Special Report

43 of the Strangest Town Names in America

DoyleWelborn / Wikimedia Commons

There are no rules for naming towns. Some are christened, reasonably enough, after their founders or a defining geographical feature. Others have monikers based on other languages or they may pay homage to religious figures. And then there are some places whose names seem completely random, with those naming the towns likely succumbing to boredom, silliness, or simply impatience.

These town names often have intricate — sometimes amusing, sometimes unlikely — origin stories. While some names are funny, others are just plain strange. Of course, “strange” is a matter of opinion. 

24/7 Tempo attempted to identify the strangest in each state. Our editors chose the names often because they are just different. Other times, names were chosen because of their odd history or because they’re hard to say — here are 50 town names most Americans will struggle to pronounce. 

Residents of towns often brag or joke about what they’re called. And of course, there are those who dispute or deny the etymologies. The list is intended for those who enjoy the unexpected, and we’re pretty confident that these are all town names that will make you think twice.

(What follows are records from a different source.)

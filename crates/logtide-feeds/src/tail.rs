//! Tail scheduler — initial load then continuous polling of remote groups.
//!
//! Each group gets one background task with its own [`CancellationToken`]:
//!
//! ```text
//! Idle ──► Loading ──► Tailing
//!   │         │           │
//!   └─────────┴───────────┴──► Stopped   (cancel, zero streams, describe failure)
//! ```
//!
//! The task is split into a producer (remote calls) and a consumer (store
//! appends) joined by a bounded channel. When the channel is full the
//! producer waits; nothing is dropped. The consumer re-checks the token
//! before every append, so once [`TailScheduler::stop`] returns no entry from
//! that task reaches the store.

use crate::remote::{bounded, PaginationToken, RemoteEvent, RemoteLogFetcher};
use chrono::{DateTime, TimeZone, Utc};
use logtide_core::config::TailConfig;
use logtide_core::{FetchError, LogEntry, LogPipeline, StatusTone};
use std::collections::HashMap;
use std::sync::Arc;
use std::time::Duration;
use tokio::sync::{mpsc, watch, Mutex};
use tokio::task::JoinHandle;
use tokio::time::{interval_at, Instant, MissedTickBehavior};
use tokio_util::sync::CancellationToken;
use tracing::{debug, error, info, warn};

#[derive(Debug, Clone, Copy, PartialEq, Eq)]
pub enum TailState {
    Idle,
    Loading,
    Tailing,
    Stopped,
}

#[derive(Debug, Clone)]
pub struct TailSettings {
    pub stream_limit: usize,
    pub initial_events: usize,
    pub poll_interval: Duration,
    pub poll_batch: usize,
    pub request_timeout: Duration,
    pub channel_capacity: usize,
}

impl From<&TailConfig> for TailSettings {
    fn from(config: &TailConfig) -> Self {
        Self {
            stream_limit: config.stream_limit,
            initial_events: config.initial_events,
            poll_interval: config.poll_interval(),
            poll_batch: config.poll_batch,
            request_timeout: config.request_timeout(),
            channel_capacity: config.channel_capacity.max(1),
        }
    }
}

impl Default for TailSettings {
    fn default() -> Self {
        Self::from(&TailConfig::default())
    }
}

struct GroupTail {
    cancel: CancellationToken,
    handle: Option<JoinHandle<()>>,
    state: watch::Receiver<TailState>,
}

pub struct TailScheduler {
    fetcher: Arc<dyn RemoteLogFetcher>,
    pipeline: Arc<LogPipeline>,
    settings: TailSettings,
    groups: Mutex<HashMap<String, GroupTail>>,
}

impl TailScheduler {
    pub fn new(fetcher: Arc<dyn RemoteLogFetcher>, pipeline: Arc<LogPipeline>, settings: TailSettings) -> Self {
        Self {
            fetcher,
            pipeline,
            settings,
            groups: Mutex::new(HashMap::new()),
        }
    }

    /// Load and then tail `group` into `source`.
    ///
    /// Any task already running for `group` is cancelled and awaited before
    /// the new one is spawned.
    pub async fn start(&self, group: &str, source: &str) -> watch::Receiver<TailState> {
        let mut groups = self.groups.lock().await;
        if let Some(previous) = groups.remove(group) {
            shut_down(group, previous).await;
        }

        let cancel = CancellationToken::new();
        let (state_tx, state_rx) = watch::channel(TailState::Loading);
        let task = TailTask {
            fetcher: self.fetcher.clone(),
            pipeline: self.pipeline.clone(),
            settings: self.settings.clone(),
            group: group.to_string(),
            source: source.to_string(),
            cancel: cancel.clone(),
            state: state_tx,
        };
        info!(group, source, "starting remote tail");
        let handle = tokio::spawn(task.run());

        groups.insert(
            group.to_string(),
            GroupTail {
                cancel,
                handle: Some(handle),
                state: state_rx.clone(),
            },
        );
        state_rx
    }

    /// Cancel the task for `group` and wait for it to finish. Returns false
    /// when nothing was running.
    pub async fn stop(&self, group: &str) -> bool {
        let mut groups = self.groups.lock().await;
        let Some(tail) = groups.get_mut(group) else {
            return false;
        };
        let Some(handle) = tail.handle.take() else {
            return false;
        };
        tail.cancel.cancel();
        join(group, handle).await;
        true
    }

    pub async fn stop_all(&self) {
        let mut groups = self.groups.lock().await;
        for (group, tail) in groups.iter_mut() {
            tail.cancel.cancel();
            if let Some(handle) = tail.handle.take() {
                join(group, handle).await;
            }
        }
    }

    pub async fn state(&self, group: &str) -> TailState {
        self.groups
            .lock()
            .await
            .get(group)
            .map(|tail| *tail.state.borrow())
            .unwrap_or(TailState::Idle)
    }

    /// Groups with a task that has not stopped.
    pub async fn active_groups(&self) -> Vec<String> {
        let groups = self.groups.lock().await;
        let mut active: Vec<String> = groups
            .iter()
            .filter(|(_, tail)| tail.handle.is_some() && *tail.state.borrow() != TailState::Stopped)
            .map(|(group, _)| group.clone())
            .collect();
        active.sort();
        active
    }
}

async fn shut_down(group: &str, mut tail: GroupTail) {
    tail.cancel.cancel();
    if let Some(handle) = tail.handle.take() {
        join(group, handle).await;
    }
}

async fn join(group: &str, handle: JoinHandle<()>) {
    if let Err(err) = handle.await {
        if err.is_panic() {
            error!(group, error = %err, "tail task panicked");
        }
    }
    debug!(group, "tail task finished");
}

/// Read position within one stream.
#[derive(Debug)]
struct StreamCursor {
    stream: String,
    token: Option<PaginationToken>,
    since: DateTime<Utc>,
}

impl StreamCursor {
    /// Move `since` past the newest event in `events`.
    fn advance(&mut self, events: &[RemoteEvent]) {
        if let Some(newest) = events.iter().filter_map(|e| e.timestamp_ms).max() {
            if let Some(next) = Utc.timestamp_millis_opt(newest.saturating_add(1)).single() {
                self.since = self.since.max(next);
            }
        }
    }
}

struct TailTask {
    fetcher: Arc<dyn RemoteLogFetcher>,
    pipeline: Arc<LogPipeline>,
    settings: TailSettings,
    group: String,
    source: String,
    cancel: CancellationToken,
    state: watch::Sender<TailState>,
}

impl TailTask {
    async fn run(self) {
        let (tx, rx) = mpsc::channel(self.settings.channel_capacity.max(1));
        tokio::join!(self.produce(tx), self.consume(rx));
        self.state.send_replace(TailState::Stopped);
        debug!(group = %self.group, "tail task stopped");
    }

    async fn consume(&self, mut rx: mpsc::Receiver<LogEntry>) {
        loop {
            let entry = tokio::select! {
                biased;
                _ = self.cancel.cancelled() => break,
                entry = rx.recv() => match entry {
                    Some(entry) => entry,
                    None => break,
                },
            };
            if self.cancel.is_cancelled() {
                break;
            }
            self.pipeline.ingest(&self.source, entry);
        }
    }

    /// Queue an entry for the consumer. False once the task is cancelled.
    async fn send(&self, tx: &mpsc::Sender<LogEntry>, entry: LogEntry) -> bool {
        tokio::select! {
            biased;
            _ = self.cancel.cancelled() => false,
            sent = tx.send(entry) => sent.is_ok(),
        }
    }

    async fn send_events(&self, tx: &mpsc::Sender<LogEntry>, stream: &str, events: Vec<RemoteEvent>) -> bool {
        for event in events {
            if !self.send(tx, event.into_entry(&self.source, &self.group, stream)).await {
                return false;
            }
        }
        true
    }

    fn status(&self, tone: StatusTone, message: String) {
        if !self.cancel.is_cancelled() {
            self.pipeline.set_status(tone, message);
        }
    }

    async fn produce(&self, tx: mpsc::Sender<LogEntry>) {
        let Some(cursors) = self.load(&tx).await else {
            return;
        };
        if self.cancel.is_cancelled() {
            return;
        }
        self.state.send_replace(TailState::Tailing);
        self.tail(&tx, cursors).await;
    }

    /// Initial batch. `None` when there is nothing to tail.
    async fn load(&self, tx: &mpsc::Sender<LogEntry>) -> Option<Vec<StreamCursor>> {
        let group = self.group.as_str();
        let started = Utc::now();
        self.state.send_replace(TailState::Loading);
        self.status(StatusTone::Info, format!("Loading remote logs from {group}..."));

        let listed = bounded(
            &self.cancel,
            Some(self.settings.request_timeout),
            self.fetcher.list_streams(group, self.settings.stream_limit),
        )
        .await;
        let streams = match listed {
            Ok(streams) => streams,
            Err(err) if err.is_cancelled() => {
                debug!(group, "loading cancelled");
                return None;
            }
            Err(err) => {
                let err = err.in_group(group);
                error!(group, error = %err, "failed to list log streams");
                self.status(StatusTone::Error, format!("Failed to get log streams: {err}"));
                return None;
            }
        };

        if streams.is_empty() {
            info!(group, "no log streams found");
            self.status(StatusTone::Warn, format!("No log streams found in {group}"));
            return None;
        }

        let mut cursors = Vec::with_capacity(streams.len());
        let mut loaded = 0usize;
        for descriptor in &streams {
            let stream = descriptor.name.as_str();
            let mut cursor = StreamCursor {
                stream: stream.to_string(),
                token: None,
                since: started,
            };

            let fetched = bounded(
                &self.cancel,
                Some(self.settings.request_timeout),
                self.fetcher.get_events(group, stream, self.settings.initial_events, false),
            )
            .await;
            match fetched {
                Ok(page) => {
                    cursor.token = page.next_token;
                    cursor.advance(&page.events);
                    loaded += page.events.len();
                    if !self.send_events(tx, stream, page.events).await {
                        return None;
                    }
                }
                Err(err) if err.is_cancelled() => return None,
                Err(err) => {
                    warn!(group, stream, error = %err.in_stream(group, stream), "skipping stream");
                }
            }
            cursors.push(cursor);
        }

        info!(group, loaded, streams = streams.len(), "initial load complete");
        self.status(
            StatusTone::Ok,
            format!("Loaded {loaded} remote log entries from {} streams", streams.len()),
        );
        Some(cursors)
    }

    async fn tail(&self, tx: &mpsc::Sender<LogEntry>, mut cursors: Vec<StreamCursor>) {
        let period = self.settings.poll_interval;
        let mut ticker = interval_at(Instant::now() + period, period);
        ticker.set_missed_tick_behavior(MissedTickBehavior::Skip);

        loop {
            tokio::select! {
                biased;
                _ = self.cancel.cancelled() => return,
                _ = ticker.tick() => {}
            }

            for cursor in cursors.iter_mut() {
                match self.poll(cursor).await {
                    Ok(events) if events.is_empty() => {}
                    Ok(events) => {
                        debug!(group = %self.group, stream = %cursor.stream, count = events.len(), "new events");
                        if !self.send_events(tx, &cursor.stream, events).await {
                            return;
                        }
                    }
                    Err(err) if err.is_cancelled() => return,
                    Err(err) => {
                        let err = err.in_stream(&self.group, &cursor.stream);
                        warn!(error = %err, "tail poll failed");
                        self.status(StatusTone::Warn, format!("Tailing error: {err}"));
                    }
                }
            }
        }
    }

    /// Fetch what is new in one stream and move its cursor forward.
    async fn poll(&self, cursor: &mut StreamCursor) -> Result<Vec<RemoteEvent>, FetchError> {
        let group = self.group.as_str();
        let limit = self.settings.poll_batch;
        let events = match &cursor.token {
            Some(token) => {
                let page = bounded(
                    &self.cancel,
                    None,
                    self.fetcher.get_events_by_token(group, &cursor.stream, token, limit),
                )
                .await?;
                cursor.token = page.next_token;
                page.events
            }
            None => {
                bounded(
                    &self.cancel,
                    None,
                    self.fetcher.get_events_since(group, &cursor.stream, cursor.since, limit),
                )
                .await?
            }
        };
        cursor.advance(&events);
        Ok(events)
    }
}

Click here to see the 43 strangest town names in America
Click here to see our full methodology

Accident, Maryland
> Municipal status: Town
> Population: 244

In 1786, when land speculator William Deakins, Jr., was granted the patent, or official land grant, to the tract where this town now stands, he called it “Accident.” According to local lore, this was because he and another speculator, Brooke Beall, had accidentally surveyed the same tract simultaneously.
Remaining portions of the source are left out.